(Saved data entries)
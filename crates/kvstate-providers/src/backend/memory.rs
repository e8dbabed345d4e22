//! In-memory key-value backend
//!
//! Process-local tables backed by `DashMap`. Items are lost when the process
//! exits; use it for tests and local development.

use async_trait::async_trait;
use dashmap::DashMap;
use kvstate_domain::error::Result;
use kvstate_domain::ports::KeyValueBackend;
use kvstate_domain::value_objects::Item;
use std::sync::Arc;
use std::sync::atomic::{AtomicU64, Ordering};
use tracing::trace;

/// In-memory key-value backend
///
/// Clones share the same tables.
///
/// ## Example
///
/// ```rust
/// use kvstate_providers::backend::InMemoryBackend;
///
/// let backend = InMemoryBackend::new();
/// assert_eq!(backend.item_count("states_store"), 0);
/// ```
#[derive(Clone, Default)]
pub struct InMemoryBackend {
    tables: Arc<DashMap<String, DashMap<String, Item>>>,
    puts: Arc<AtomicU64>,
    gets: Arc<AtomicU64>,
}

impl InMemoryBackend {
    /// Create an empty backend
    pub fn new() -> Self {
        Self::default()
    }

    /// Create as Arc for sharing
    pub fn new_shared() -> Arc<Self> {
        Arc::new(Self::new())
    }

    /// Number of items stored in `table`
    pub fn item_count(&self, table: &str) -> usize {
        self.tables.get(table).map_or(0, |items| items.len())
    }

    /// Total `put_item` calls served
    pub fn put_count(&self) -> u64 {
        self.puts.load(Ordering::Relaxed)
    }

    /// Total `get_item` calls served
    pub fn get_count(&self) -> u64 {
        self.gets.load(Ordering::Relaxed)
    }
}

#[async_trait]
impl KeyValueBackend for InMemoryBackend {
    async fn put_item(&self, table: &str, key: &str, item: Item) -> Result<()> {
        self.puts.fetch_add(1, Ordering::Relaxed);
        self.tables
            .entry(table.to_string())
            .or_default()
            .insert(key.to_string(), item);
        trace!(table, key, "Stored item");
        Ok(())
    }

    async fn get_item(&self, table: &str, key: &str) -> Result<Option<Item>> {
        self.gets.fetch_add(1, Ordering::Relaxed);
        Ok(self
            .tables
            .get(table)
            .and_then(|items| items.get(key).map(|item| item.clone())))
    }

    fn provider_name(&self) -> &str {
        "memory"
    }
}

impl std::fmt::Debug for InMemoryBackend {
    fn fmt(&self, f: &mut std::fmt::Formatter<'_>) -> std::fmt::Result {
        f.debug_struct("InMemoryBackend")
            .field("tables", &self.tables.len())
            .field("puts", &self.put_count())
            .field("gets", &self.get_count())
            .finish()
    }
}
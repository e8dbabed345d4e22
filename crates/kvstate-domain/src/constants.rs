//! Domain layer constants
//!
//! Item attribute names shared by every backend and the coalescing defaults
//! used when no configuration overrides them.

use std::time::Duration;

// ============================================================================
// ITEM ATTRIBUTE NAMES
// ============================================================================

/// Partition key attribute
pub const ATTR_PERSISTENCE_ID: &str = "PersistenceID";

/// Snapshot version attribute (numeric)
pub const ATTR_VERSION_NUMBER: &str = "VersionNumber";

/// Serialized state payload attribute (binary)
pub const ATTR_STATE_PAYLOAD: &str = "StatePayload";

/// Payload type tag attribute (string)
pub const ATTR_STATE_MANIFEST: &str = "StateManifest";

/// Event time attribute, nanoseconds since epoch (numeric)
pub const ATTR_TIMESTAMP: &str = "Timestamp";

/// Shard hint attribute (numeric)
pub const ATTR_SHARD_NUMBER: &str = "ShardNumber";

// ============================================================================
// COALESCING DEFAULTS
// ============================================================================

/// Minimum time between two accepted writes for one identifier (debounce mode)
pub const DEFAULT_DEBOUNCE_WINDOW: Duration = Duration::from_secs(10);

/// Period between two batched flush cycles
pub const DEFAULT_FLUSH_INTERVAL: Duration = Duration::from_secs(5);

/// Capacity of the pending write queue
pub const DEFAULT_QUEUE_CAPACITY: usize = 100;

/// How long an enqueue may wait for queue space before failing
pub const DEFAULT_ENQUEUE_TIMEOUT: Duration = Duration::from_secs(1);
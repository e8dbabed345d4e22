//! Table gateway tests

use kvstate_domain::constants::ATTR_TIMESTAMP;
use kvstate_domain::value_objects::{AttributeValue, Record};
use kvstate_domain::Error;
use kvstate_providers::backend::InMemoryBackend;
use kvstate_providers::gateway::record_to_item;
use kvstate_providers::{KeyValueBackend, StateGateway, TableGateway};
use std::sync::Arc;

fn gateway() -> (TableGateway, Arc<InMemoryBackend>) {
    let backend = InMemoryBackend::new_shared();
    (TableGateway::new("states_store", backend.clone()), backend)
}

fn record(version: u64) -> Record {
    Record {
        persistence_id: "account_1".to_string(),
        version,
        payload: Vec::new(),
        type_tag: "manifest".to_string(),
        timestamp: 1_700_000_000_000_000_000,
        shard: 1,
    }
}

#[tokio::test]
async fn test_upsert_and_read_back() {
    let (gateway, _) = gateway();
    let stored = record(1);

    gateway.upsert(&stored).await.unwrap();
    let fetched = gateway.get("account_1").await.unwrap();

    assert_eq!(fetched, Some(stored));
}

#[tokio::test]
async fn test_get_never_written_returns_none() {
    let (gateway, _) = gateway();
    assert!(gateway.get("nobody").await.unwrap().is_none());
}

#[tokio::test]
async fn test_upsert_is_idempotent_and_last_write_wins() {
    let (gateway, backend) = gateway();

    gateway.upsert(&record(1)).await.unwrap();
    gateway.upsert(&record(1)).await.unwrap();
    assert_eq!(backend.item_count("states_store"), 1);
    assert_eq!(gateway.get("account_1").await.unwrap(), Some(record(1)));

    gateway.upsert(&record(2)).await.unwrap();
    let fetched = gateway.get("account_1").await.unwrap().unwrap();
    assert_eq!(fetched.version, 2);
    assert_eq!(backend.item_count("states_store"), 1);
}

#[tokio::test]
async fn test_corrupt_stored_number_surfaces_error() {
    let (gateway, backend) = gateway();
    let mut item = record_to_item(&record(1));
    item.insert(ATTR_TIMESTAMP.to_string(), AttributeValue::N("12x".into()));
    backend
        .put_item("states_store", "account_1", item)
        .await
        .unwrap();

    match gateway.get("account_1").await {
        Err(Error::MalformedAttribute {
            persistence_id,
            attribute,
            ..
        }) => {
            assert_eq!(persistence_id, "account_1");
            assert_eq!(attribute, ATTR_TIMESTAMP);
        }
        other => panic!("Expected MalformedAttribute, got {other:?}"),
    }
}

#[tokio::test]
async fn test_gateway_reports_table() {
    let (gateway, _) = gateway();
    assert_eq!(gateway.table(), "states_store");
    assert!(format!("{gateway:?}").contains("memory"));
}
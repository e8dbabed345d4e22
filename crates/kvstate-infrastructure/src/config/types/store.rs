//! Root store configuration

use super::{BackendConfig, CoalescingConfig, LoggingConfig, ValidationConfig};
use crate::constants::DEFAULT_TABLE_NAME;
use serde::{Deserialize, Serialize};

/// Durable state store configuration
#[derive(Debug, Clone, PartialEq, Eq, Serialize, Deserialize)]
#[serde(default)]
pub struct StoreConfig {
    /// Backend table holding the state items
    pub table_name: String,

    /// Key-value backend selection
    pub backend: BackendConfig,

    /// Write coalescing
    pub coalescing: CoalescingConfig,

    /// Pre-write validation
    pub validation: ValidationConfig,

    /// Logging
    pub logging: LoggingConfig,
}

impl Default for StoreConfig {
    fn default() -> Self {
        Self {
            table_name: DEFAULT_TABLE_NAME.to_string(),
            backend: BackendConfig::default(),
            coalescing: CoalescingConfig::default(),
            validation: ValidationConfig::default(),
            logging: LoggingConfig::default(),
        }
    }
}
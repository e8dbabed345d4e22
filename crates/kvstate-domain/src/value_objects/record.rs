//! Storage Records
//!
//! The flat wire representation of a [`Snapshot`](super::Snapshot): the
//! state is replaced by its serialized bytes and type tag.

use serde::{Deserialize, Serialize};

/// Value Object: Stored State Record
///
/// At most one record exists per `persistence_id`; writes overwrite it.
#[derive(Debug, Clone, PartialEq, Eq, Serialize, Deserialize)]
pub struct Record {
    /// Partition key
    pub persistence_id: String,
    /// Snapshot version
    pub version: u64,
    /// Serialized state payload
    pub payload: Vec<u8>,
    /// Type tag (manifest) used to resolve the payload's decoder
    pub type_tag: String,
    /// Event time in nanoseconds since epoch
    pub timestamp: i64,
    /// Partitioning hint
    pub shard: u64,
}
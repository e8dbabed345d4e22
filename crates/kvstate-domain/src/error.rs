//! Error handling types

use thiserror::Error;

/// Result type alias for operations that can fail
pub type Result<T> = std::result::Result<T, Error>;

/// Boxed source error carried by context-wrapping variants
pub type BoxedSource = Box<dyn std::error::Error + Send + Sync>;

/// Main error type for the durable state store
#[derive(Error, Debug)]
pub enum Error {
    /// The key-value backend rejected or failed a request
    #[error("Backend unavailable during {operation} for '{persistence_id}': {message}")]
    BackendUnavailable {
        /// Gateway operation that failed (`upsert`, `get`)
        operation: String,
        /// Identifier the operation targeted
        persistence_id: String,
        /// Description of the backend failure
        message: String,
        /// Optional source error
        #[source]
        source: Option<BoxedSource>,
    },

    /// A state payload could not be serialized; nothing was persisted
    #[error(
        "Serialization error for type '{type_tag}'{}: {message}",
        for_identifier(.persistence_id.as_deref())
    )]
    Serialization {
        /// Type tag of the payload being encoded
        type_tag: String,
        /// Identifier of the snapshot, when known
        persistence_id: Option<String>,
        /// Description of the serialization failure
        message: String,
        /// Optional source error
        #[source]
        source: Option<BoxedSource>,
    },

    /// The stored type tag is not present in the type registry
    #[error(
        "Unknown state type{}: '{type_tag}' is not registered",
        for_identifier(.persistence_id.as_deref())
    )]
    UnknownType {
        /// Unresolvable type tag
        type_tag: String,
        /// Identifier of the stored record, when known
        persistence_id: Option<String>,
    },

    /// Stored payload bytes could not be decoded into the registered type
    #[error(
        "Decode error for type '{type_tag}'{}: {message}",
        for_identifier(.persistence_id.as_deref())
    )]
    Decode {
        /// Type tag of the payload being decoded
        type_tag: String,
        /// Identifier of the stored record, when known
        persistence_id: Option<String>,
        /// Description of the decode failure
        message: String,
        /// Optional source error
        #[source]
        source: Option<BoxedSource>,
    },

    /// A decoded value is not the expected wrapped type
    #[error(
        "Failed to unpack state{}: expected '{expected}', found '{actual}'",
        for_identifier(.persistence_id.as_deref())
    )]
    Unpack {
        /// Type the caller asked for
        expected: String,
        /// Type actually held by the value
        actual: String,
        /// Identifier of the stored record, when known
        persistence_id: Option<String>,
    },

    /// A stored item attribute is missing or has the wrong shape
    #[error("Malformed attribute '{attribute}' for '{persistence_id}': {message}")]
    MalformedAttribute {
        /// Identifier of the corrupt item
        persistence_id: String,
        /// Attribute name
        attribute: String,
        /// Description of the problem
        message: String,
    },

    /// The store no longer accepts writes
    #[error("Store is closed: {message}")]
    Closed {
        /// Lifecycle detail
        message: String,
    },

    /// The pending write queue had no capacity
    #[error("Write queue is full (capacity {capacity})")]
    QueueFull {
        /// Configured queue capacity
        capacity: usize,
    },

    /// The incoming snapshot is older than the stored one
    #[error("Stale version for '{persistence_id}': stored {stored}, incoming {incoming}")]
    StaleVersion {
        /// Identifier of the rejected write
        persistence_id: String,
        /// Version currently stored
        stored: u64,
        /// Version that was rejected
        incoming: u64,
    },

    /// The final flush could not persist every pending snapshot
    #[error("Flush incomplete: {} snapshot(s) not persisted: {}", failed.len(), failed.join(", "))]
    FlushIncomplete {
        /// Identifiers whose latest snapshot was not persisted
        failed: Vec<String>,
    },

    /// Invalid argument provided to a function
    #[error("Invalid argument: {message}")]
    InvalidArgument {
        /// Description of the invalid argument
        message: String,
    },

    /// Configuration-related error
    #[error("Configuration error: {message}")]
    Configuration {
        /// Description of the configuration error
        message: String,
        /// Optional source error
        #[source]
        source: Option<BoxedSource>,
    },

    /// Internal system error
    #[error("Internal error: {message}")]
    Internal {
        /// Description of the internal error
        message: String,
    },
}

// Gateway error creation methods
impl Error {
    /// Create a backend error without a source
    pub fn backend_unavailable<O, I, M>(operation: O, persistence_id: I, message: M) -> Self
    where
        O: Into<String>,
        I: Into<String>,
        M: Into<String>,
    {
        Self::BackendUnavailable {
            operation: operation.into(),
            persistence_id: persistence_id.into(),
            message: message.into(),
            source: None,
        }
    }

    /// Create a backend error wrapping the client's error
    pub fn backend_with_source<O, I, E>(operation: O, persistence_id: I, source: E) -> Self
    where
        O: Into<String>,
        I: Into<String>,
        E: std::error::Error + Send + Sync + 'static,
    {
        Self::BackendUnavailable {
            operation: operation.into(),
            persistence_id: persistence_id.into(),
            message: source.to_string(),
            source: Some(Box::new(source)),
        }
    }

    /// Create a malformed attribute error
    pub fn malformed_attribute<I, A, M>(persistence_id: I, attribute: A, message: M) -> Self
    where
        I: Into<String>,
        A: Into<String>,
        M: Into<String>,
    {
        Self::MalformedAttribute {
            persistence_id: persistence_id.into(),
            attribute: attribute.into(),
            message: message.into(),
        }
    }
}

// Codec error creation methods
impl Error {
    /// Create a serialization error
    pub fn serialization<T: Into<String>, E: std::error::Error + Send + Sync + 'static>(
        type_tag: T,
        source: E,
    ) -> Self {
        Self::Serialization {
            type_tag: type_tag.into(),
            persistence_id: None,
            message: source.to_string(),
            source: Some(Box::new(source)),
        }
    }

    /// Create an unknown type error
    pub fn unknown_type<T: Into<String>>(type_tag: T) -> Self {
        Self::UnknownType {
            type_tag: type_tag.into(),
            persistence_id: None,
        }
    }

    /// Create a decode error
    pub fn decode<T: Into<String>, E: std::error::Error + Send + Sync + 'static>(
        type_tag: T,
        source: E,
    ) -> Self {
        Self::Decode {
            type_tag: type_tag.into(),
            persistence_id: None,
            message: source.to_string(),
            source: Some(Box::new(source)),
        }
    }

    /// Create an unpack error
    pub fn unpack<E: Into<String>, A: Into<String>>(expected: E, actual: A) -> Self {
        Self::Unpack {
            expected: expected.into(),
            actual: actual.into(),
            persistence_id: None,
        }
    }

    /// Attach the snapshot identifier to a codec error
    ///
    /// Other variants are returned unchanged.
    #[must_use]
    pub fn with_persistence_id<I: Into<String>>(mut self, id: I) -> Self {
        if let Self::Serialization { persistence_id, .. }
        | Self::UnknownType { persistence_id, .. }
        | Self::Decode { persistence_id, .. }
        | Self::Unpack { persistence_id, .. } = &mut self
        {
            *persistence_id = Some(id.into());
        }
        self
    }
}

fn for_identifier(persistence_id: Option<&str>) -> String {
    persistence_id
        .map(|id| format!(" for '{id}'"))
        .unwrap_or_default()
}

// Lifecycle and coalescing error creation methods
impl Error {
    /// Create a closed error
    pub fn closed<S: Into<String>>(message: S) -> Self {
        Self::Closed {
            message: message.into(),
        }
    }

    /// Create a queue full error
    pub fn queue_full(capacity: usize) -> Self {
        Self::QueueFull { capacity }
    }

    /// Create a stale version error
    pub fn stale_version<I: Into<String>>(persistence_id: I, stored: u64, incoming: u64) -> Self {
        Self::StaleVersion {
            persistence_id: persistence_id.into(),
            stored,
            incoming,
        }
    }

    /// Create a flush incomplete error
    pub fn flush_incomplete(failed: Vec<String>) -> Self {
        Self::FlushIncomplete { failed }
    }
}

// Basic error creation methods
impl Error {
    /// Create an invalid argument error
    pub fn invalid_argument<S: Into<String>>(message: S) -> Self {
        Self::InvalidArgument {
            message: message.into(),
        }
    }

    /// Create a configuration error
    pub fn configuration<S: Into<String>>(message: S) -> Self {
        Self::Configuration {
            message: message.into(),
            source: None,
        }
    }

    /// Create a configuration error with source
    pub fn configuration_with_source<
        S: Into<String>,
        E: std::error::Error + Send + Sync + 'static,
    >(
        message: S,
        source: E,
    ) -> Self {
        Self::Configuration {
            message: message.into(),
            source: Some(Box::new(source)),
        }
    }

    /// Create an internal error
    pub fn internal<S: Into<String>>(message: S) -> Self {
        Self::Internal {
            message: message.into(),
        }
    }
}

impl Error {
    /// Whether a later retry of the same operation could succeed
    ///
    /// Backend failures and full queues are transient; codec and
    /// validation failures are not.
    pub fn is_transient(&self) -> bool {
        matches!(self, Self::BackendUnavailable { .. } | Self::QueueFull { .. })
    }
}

> **About this exercise**: Please transcribe the records exactly from their first line through the line holding "and local development.", and leave out all others.

> **The answer**:
filename crates/kvstate-providers/src/backend/memory.rs
repository e8dbabed345d4e22
//! In-memory key-value backend
//!
//! Process-local tables backed by `DashMap`. Items are lost when the process
//! exits; use it for tests and local development.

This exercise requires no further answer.